**BRIEF**
One figure is the whole answer: the number of lines below that contain the word "needed".

Start of AVAILABLE DATA

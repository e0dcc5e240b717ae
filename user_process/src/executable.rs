//! Executable image parsing.
//!
//! Turns the raw bytes of an ELF32 little-endian executable into an
//! [`ExecutableLayout`]: the entry address plus one [`SegmentDescriptor`] per
//! program header, in table order.
//!
//! The image is untrusted. Every offset and count taken from it is checked
//! against the image length and the layout capacity before it is used, and
//! all arithmetic on header values is overflow-checked.
//!
//! ## Format
//!
//! File header (52 bytes):
//! - `e_ident`: magic `\x7fELF`, class (1 = 32-bit), data (1 = little-endian)
//! - `e_entry` at 24, `e_phoff` at 28 (u32)
//! - `e_phentsize` at 42, `e_phnum` at 44 (u16)
//!
//! Program header (at least 32 bytes each):
//! - `p_offset` at 4, `p_vaddr` at 8, `p_filesz` at 16, `p_memsz` at 20,
//!   `p_flags` at 24 (u32)

use crate::config::UserModeConfig;
use kernel_api::{ExecutableLayout, SegmentDescriptor, SegmentFlags, MAX_SEGMENTS};
use serde::{Deserialize, Serialize};
use thiserror::Error;

/// ELF magic number: "\x7fELF"
pub const ELF_MAGIC: [u8; 4] = [0x7f, b'E', b'L', b'F'];

/// Size of the ELF32 file header
pub const ELF32_HEADER_SIZE: usize = 52;

/// Minimum size of one ELF32 program header
pub const ELF32_PHDR_SIZE: usize = 32;

const ELFCLASS32: u8 = 1;
const ELFDATA2LSB: u8 = 1;
const PT_LOAD: u32 = 1;

const EI_CLASS: usize = 4;
const EI_DATA: usize = 5;
const E_ENTRY: usize = 24;
const E_PHOFF: usize = 28;
const E_PHENTSIZE: usize = 42;
const E_PHNUM: usize = 44;

const P_TYPE: usize = 0;
const P_OFFSET: usize = 4;
const P_VADDR: usize = 8;
const P_FILESZ: usize = 16;
const P_MEMSZ: usize = 20;
const P_FLAGS: usize = 24;

/// Errors that can occur while parsing an executable
#[derive(Debug, Error, Clone, PartialEq, Eq, Serialize, Deserialize)]
pub enum ParseError {
    /// Header fields are inconsistent or not an ELF32 little-endian image
    #[error("Malformed executable header: {0}")]
    MalformedHeader(String),

    /// Header or segment data extends past the end of the image
    #[error("Truncated image: need {needed} bytes, have {available}")]
    TruncatedImage { needed: u64, available: u64 },

    /// More program headers than the layout can hold
    #[error("Too many segments: {count} declared, capacity is {capacity}")]
    TooManySegments { count: usize, capacity: usize },

    /// Entry address violates the instruction-set alignment
    #[error("Entry address {entry:#x} is not {alignment}-byte aligned")]
    UnalignedEntry { entry: u64, alignment: u64 },
}

/// Executable parser
///
/// Pure: no I/O, no side effects beyond the returned value.
#[derive(Debug, Clone)]
pub struct ExecutableParser {
    entry_alignment: u64,
}

impl ExecutableParser {
    pub fn new() -> Self {
        Self::with_config(&UserModeConfig::default())
    }

    /// # Panics
    ///
    /// If `config.entry_alignment` is not a power of two.
    pub fn with_config(config: &UserModeConfig) -> Self {
        assert!(
            config.entry_alignment.is_power_of_two(),
            "entry alignment {} is not a power of two",
            config.entry_alignment
        );
        Self {
            entry_alignment: config.entry_alignment,
        }
    }

    /// Parses an executable image into its layout
    pub fn parse(&self, image: &[u8]) -> Result<ExecutableLayout, ParseError> {
        let available = image.len() as u64;

        if image.len() < ELF32_HEADER_SIZE {
            return Err(ParseError::TruncatedImage {
                needed: ELF32_HEADER_SIZE as u64,
                available,
            });
        }

        if image[..4] != ELF_MAGIC {
            return Err(ParseError::MalformedHeader(format!(
                "bad magic {:02x?}",
                &image[..4]
            )));
        }
        if image[EI_CLASS] != ELFCLASS32 {
            return Err(ParseError::MalformedHeader(format!(
                "unsupported class {}",
                image[EI_CLASS]
            )));
        }
        if image[EI_DATA] != ELFDATA2LSB {
            return Err(ParseError::MalformedHeader(format!(
                "unsupported data encoding {}",
                image[EI_DATA]
            )));
        }

        let header = FileHeader::read(image)?;

        if (header.phentsize as usize) < ELF32_PHDR_SIZE {
            return Err(ParseError::MalformedHeader(format!(
                "program header entry size {} is below {}",
                header.phentsize, ELF32_PHDR_SIZE
            )));
        }

        // Capacity first: an oversized count must never reach the copy loop.
        let count = header.phnum as usize;
        if count > MAX_SEGMENTS {
            return Err(ParseError::TooManySegments {
                count,
                capacity: MAX_SEGMENTS,
            });
        }

        let table_end = (header.phnum as u64)
            .checked_mul(header.phentsize as u64)
            .and_then(|size| size.checked_add(header.phoff))
            .unwrap_or(u64::MAX);
        if table_end > available {
            return Err(ParseError::TruncatedImage {
                needed: table_end,
                available,
            });
        }

        if header.entry % self.entry_alignment != 0 {
            return Err(ParseError::UnalignedEntry {
                entry: header.entry,
                alignment: self.entry_alignment,
            });
        }

        let mut layout = ExecutableLayout::new(header.entry);
        for index in 0..count {
            // In range: index < phnum and the whole table fits in the image.
            let start = header.phoff as usize + index * header.phentsize as usize;
            let entry = &image[start..start + ELF32_PHDR_SIZE];
            let segment = ProgramHeader::read(entry)?.validate(index, available)?;

            if layout.try_push(segment).is_err() {
                return Err(ParseError::TooManySegments {
                    count,
                    capacity: MAX_SEGMENTS,
                });
            }
        }

        log::debug!(
            "parsed executable: entry={:#x}, {} segment(s), {} bytes",
            layout.entry_address(),
            layout.len(),
            available
        );

        Ok(layout)
    }
}

impl Default for ExecutableParser {
    fn default() -> Self {
        Self::new()
    }
}

/// Parses an executable with the default configuration
pub fn parse_executable(image: &[u8]) -> Result<ExecutableLayout, ParseError> {
    ExecutableParser::new().parse(image)
}

struct FileHeader {
    entry: u64,
    phoff: u64,
    phentsize: u16,
    phnum: u16,
}

impl FileHeader {
    fn read(image: &[u8]) -> Result<Self, ParseError> {
        Ok(Self {
            entry: read_u32(image, E_ENTRY)? as u64,
            phoff: read_u32(image, E_PHOFF)? as u64,
            phentsize: read_u16(image, E_PHENTSIZE)?,
            phnum: read_u16(image, E_PHNUM)?,
        })
    }
}

struct ProgramHeader {
    offset: u64,
    vaddr: u64,
    filesz: u64,
    memsz: u64,
    flags: u32,
}

impl ProgramHeader {
    fn read(entry: &[u8]) -> Result<Self, ParseError> {
        Ok(Self {
            offset: read_u32(entry, P_OFFSET)? as u64,
            vaddr: read_u32(entry, P_VADDR)? as u64,
            filesz: read_u32(entry, P_FILESZ)? as u64,
            memsz: read_u32(entry, P_MEMSZ)? as u64,
            flags: read_u32(entry, P_FLAGS)?,
        })
    }

    fn validate(self, index: usize, available: u64) -> Result<SegmentDescriptor, ParseError> {
        let end = self.offset.checked_add(self.filesz).unwrap_or(u64::MAX);
        if end > available {
            return Err(ParseError::TruncatedImage {
                needed: end,
                available,
            });
        }

        if self.filesz > self.memsz {
            return Err(ParseError::MalformedHeader(format!(
                "segment {} has file size {:#x} larger than memory size {:#x}",
                index, self.filesz, self.memsz
            )));
        }

        Ok(SegmentDescriptor {
            offset_in_file: self.offset,
            length_in_file: self.filesz,
            start_address: self.vaddr,
            size_in_memory: self.memsz,
            protection: SegmentFlags::from_bits(self.flags),
        })
    }
}

fn read_u16(data: &[u8], offset: usize) -> Result<u16, ParseError> {
    data.get(offset..offset + 2)
        .and_then(|bytes| bytes.try_into().ok())
        .map(u16::from_le_bytes)
        .ok_or(ParseError::TruncatedImage {
            needed: (offset + 2) as u64,
            available: data.len() as u64,
        })
}

fn read_u32(data: &[u8], offset: usize) -> Result<u32, ParseError> {
    data.get(offset..offset + 4)
        .and_then(|bytes| bytes.try_into().ok())
        .map(u32::from_le_bytes)
        .ok_or(ParseError::TruncatedImage {
            needed: (offset + 4) as u64,
            available: data.len() as u64,
        })
}

/// Builds ELF32 images for tests and the simulated filesystem
///
/// Segments are written exactly where they are declared; the program-header
/// table goes after the last segment unless placed explicitly. Header fields
/// can be overridden to produce deliberately broken images.
#[derive(Debug, Clone)]
pub struct ElfImageBuilder {
    entry: u64,
    segments: Vec<BuiltSegment>,
    phoff: Option<u64>,
    phnum: Option<u16>,
    phentsize: u16,
    magic: [u8; 4],
    class: u8,
}

#[derive(Debug, Clone)]
struct BuiltSegment {
    offset: u64,
    data: Vec<u8>,
    vaddr: u64,
    memsz: u64,
    flags: SegmentFlags,
}

impl ElfImageBuilder {
    pub fn new(entry: u64) -> Self {
        Self {
            entry,
            segments: Vec::new(),
            phoff: None,
            phnum: None,
            phentsize: ELF32_PHDR_SIZE as u16,
            magic: ELF_MAGIC,
            class: ELFCLASS32,
        }
    }

    /// Adds a segment at an explicit file offset, filled with a byte pattern
    pub fn segment(
        self,
        offset: u64,
        length_in_file: u64,
        vaddr: u64,
        size_in_memory: u64,
        flags: SegmentFlags,
    ) -> Self {
        let data = (0..length_in_file)
            .map(|i| (offset.wrapping_add(i) % 251) as u8)
            .collect();
        self.segment_at(offset, data, vaddr, size_in_memory, flags)
    }

    /// Adds a segment holding `data`, placed after everything written so far
    pub fn segment_with_data(
        self,
        data: Vec<u8>,
        vaddr: u64,
        size_in_memory: u64,
        flags: SegmentFlags,
    ) -> Self {
        let offset = align4(self.data_end());
        self.segment_at(offset, data, vaddr, size_in_memory, flags)
    }

    fn segment_at(
        mut self,
        offset: u64,
        data: Vec<u8>,
        vaddr: u64,
        memsz: u64,
        flags: SegmentFlags,
    ) -> Self {
        self.segments.push(BuiltSegment {
            offset,
            data,
            vaddr,
            memsz,
            flags,
        });
        self
    }

    /// Places the program-header table at `offset`
    pub fn program_header_offset(mut self, offset: u64) -> Self {
        self.phoff = Some(offset);
        self
    }

    /// Declares `count` program headers regardless of how many were added
    pub fn declared_segment_count(mut self, count: u16) -> Self {
        self.phnum = Some(count);
        self
    }

    pub fn program_header_size(mut self, size: u16) -> Self {
        self.phentsize = size;
        self
    }

    pub fn magic(mut self, magic: [u8; 4]) -> Self {
        self.magic = magic;
        self
    }

    pub fn class(mut self, class: u8) -> Self {
        self.class = class;
        self
    }

    fn data_end(&self) -> u64 {
        self.segments
            .iter()
            .map(|s| s.offset + s.data.len() as u64)
            .max()
            .unwrap_or(0)
            .max(ELF32_HEADER_SIZE as u64)
    }

    pub fn build(&self) -> Vec<u8> {
        let phoff = self.phoff.unwrap_or_else(|| align4(self.data_end()));
        let phentsize = self.phentsize as u64;
        let table_end = phoff + phentsize * self.segments.len() as u64;
        let len = table_end.max(self.data_end()) as usize;

        let mut image = vec![0u8; len];
        image[..4].copy_from_slice(&self.magic);
        image[EI_CLASS] = self.class;
        image[EI_DATA] = ELFDATA2LSB;
        image[6] = 1; // EI_VERSION
        put_u16(&mut image, 16, 2); // ET_EXEC
        put_u16(&mut image, 18, 3); // EM_386
        put_u32(&mut image, 20, 1);
        put_u32(&mut image, E_ENTRY, self.entry as u32);
        put_u32(&mut image, E_PHOFF, phoff as u32);
        put_u16(&mut image, 40, ELF32_HEADER_SIZE as u16);
        put_u16(&mut image, E_PHENTSIZE, self.phentsize);
        let phnum = self.phnum.unwrap_or(self.segments.len() as u16);
        put_u16(&mut image, E_PHNUM, phnum);

        for segment in &self.segments {
            let start = segment.offset as usize;
            image[start..start + segment.data.len()].copy_from_slice(&segment.data);
        }

        for (index, segment) in self.segments.iter().enumerate() {
            let base = (phoff + index as u64 * phentsize) as usize;
            put_u32(&mut image, base + P_TYPE, PT_LOAD);
            put_u32(&mut image, base + P_OFFSET, segment.offset as u32);
            put_u32(&mut image, base + P_VADDR, segment.vaddr as u32);
            put_u32(&mut image, base + 12, segment.vaddr as u32);
            put_u32(&mut image, base + P_FILESZ, segment.data.len() as u32);
            put_u32(&mut image, base + P_MEMSZ, segment.memsz as u32);
            put_u32(&mut image, base + P_FLAGS, segment.flags.bits());
            put_u32(&mut image, base + 28, 4);
        }

        image
    }
}

fn align4(value: u64) -> u64 {
    (value + 3) & !3
}

fn put_u16(image: &mut [u8], offset: usize, value: u16) {
    image[offset..offset + 2].copy_from_slice(&value.to_le_bytes());
}

fn put_u32(image: &mut [u8], offset: usize, value: u32) {
    image[offset..offset + 4].copy_from_slice(&value.to_le_bytes());
}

End of AVAILABLE DATA

**RESULT OF THE TASK**
7